I was just wondering how I could fix it and run these 6 different combinations on 6 cores.
Thanks again for time!

You can for example build the combinations globally and then unpack individual paramaters

 import itertools
 from dolfin import MPI, Constant, info, mpi_comm_world

 E = [Constant(1e5) , Constant(2e5),Constant(3e5)]
 nu =[Constant(0.15) , Constant(0.3)]

 E_nu_combos = list(itertools.product(E, nu))
 assert len(E_nu_combos) >= MPI.size(mpi_comm_world())

 my_E, my_nu = E_nu_combos[MPI.rank(mpi_comm_world())]

 info("%g %g" % (my_E, my_nu))

Thanks again for your time.
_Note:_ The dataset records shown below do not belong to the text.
//! Column value decoding
//!
//! Counters are stored as 8-byte big-endian signed integers, everything else
//! as decimal text. An absent column decodes to zero.

use thiserror::Error;

/// A stored value that cannot be interpreted
#[derive(Debug, Clone, PartialEq, Eq, Error)]
pub enum DecodeError {
    #[error("expected 8 bytes for a big-endian i64, got {0}")]
    InvalidLength(usize),

    #[error("{0:?} is not a number")]
    NotANumber(String),
}

/// Decode an 8-byte big-endian two's-complement integer
pub fn decode_int64_be(raw: Option<&[u8]>) -> Result<i64, DecodeError> {
    let Some(bytes) = raw else {
        return Ok(0);
    };
    let buf: [u8; 8] = bytes
        .try_into()
        .map_err(|_| DecodeError::InvalidLength(bytes.len()))?;
    Ok(i64::from_be_bytes(buf))
}

/// Decode a decimal number stored as text
///
/// Surrounding whitespace is ignored. Empty text is zero; NaN and infinities
/// are rejected along with anything else that is not a finite number.
pub fn decode_decimal(raw: Option<&[u8]>) -> Result<f64, DecodeError> {
    let Some(bytes) = raw else {
        return Ok(0.0);
    };
    let not_a_number = || DecodeError::NotANumber(String::from_utf8_lossy(bytes).into_owned());

    let text = std::str::from_utf8(bytes).map_err(|_| not_a_number())?.trim();
    if text.is_empty() {
        return Ok(0.0);
    }

    text.parse::<f64>()
        .ok()
        .filter(|value| value.is_finite())
        .ok_or_else(not_a_number)
}

#[cfg(test)]
mod tests {
    use super::*;

    #[test]
    fn test_int64_absent_is_zero() {
        assert_eq!(decode_int64_be(None), Ok(0));
    }

    #[test]
    fn test_int64_big_endian() {
        assert_eq!(decode_int64_be(Some(&[0xFF; 8])), Ok(-1));
        assert_eq!(decode_int64_be(Some(&[0, 0, 0, 0, 0, 0, 1, 2])), Ok(258));
        assert_eq!(
            decode_int64_be(Some(&i64::MIN.to_be_bytes())),
            Ok(i64::MIN)
        );
    }

    #[test]
    fn test_int64_wrong_length() {
        assert_eq!(
            decode_int64_be(Some(&[0; 7])),
            Err(DecodeError::InvalidLength(7))
        );
        assert_eq!(
            decode_int64_be(Some(&[0; 9])),
            Err(DecodeError::InvalidLength(9))
        );
        assert_eq!(decode_int64_be(Some(&[])), Err(DecodeError::InvalidLength(0)));
    }

    #[test]
    fn test_decimal() {
        assert_eq!(decode_decimal(None), Ok(0.0));
        assert_eq!(decode_decimal(Some(b"")), Ok(0.0));
        assert_eq!(decode_decimal(Some(b"  ")), Ok(0.0));
        assert_eq!(decode_decimal(Some(b"0.8765")), Ok(0.8765));
        assert_eq!(decode_decimal(Some(b" 4.5\n")), Ok(4.5));
        assert_eq!(decode_decimal(Some(b"1")), Ok(1.0));
    }

    #[test]
    fn test_decimal_rejects_non_numbers() {
        for raw in [&b"abc"[..], b"NaN", b"inf", b"4.5.1", &[0xFF, 0xFE]] {
            assert!(
                matches!(decode_decimal(Some(raw)), Err(DecodeError::NotANumber(_))),
                "{:?}",
                raw
            );
        }
    }
}
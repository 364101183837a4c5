//! CLI-specific error types
//!
//! All CLI errors end the process with a non-zero exit code.

use std::fmt;
use std::io;

use crate::store::StoreError;

/// CLI error codes
#[derive(Debug, Clone, PartialEq, Eq)]
pub enum CliErrorCode {
    /// Configuration file or argument error
    ConfigError,
    /// I/O error (stdout, socket)
    IoError,
    /// Server could not start or stopped with an error
    ServeFailed,
}

impl CliErrorCode {
    /// Get the error code string
    pub fn code(&self) -> &'static str {
        match self {
            Self::ConfigError => "QUAKE_CLI_CONFIG_ERROR",
            Self::IoError => "QUAKE_CLI_IO_ERROR",
            Self::ServeFailed => "QUAKE_CLI_SERVE_FAILED",
        }
    }
}

/// CLI error
#[derive(Debug)]
pub struct CliError {
    code: CliErrorCode,
    message: String,
}

impl CliError {
    /// Create a new CLI error
    pub fn new(code: CliErrorCode, message: impl Into<String>) -> Self {
        Self {
            code,
            message: message.into(),
        }
    }

    /// Config error
    pub fn config_error(msg: impl Into<String>) -> Self {
        Self::new(CliErrorCode::ConfigError, msg)
    }

    /// I/O error
    pub fn io_error(msg: impl Into<String>) -> Self {
        Self::new(CliErrorCode::IoError, msg)
    }

    /// Serve failed
    pub fn serve_failed(msg: impl Into<String>) -> Self {
        Self::new(CliErrorCode::ServeFailed, msg)
    }

    /// Get the error code
    pub fn code(&self) -> &CliErrorCode {
        &self.code
    }

    /// Get the error message
    pub fn message(&self) -> &str {
        &self.message
    }
}

impl fmt::Display for CliError {
    fn fmt(&self, f: &mut fmt::Formatter<'_>) -> fmt::Result {
        write!(f, "{}: {}", self.code.code(), self.message)
    }
}

impl std::error::Error for CliError {}

impl From<io::Error> for CliError {
    fn from(e: io::Error) -> Self {
        Self::io_error(e.to_string())
    }
}

impl From<serde_json::Error> for CliError {
    fn from(e: serde_json::Error) -> Self {
        Self::io_error(format!("JSON error: {}", e))
    }
}

impl From<StoreError> for CliError {
    fn from(e: StoreError) -> Self {
        Self::config_error(e.to_string())
    }
}

/// CLI result type
pub type CliResult<T> = Result<T, CliError>;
Is there any reason for increasing the time of computation by increasing the number of cores? For example if I only use 1 core to consider only 1 combination by doing:

mpirun -n 1 python test.py

Here is the output:

E 100000 nu 0.15 -> |uh|=0.416805
--- 0.428194999695 seconds ---

If I use 4 cores to consider 4 combinations:

mpirun -n 4 python test.py

Here is the output:

Process 1: E 100000 nu 0.3 -> |uh|=0.212336
Process 0: E 100000 nu 0.15 -> |uh|=0.212336
Process 2: E 200000 nu 0.15 -> |uh|=0.212336
Process 3: E 200000 nu 0.3 -> |uh|=0.212336
--- 0.881356954575 seconds ---
--- 0.881036996841 seconds ---
--- 0.866196870804 seconds ---
--- 0.894992828369 seconds ---

It looks that the time of computation on each processor almost doubles by increasing the number of processors from 1 to 4. Is it normal?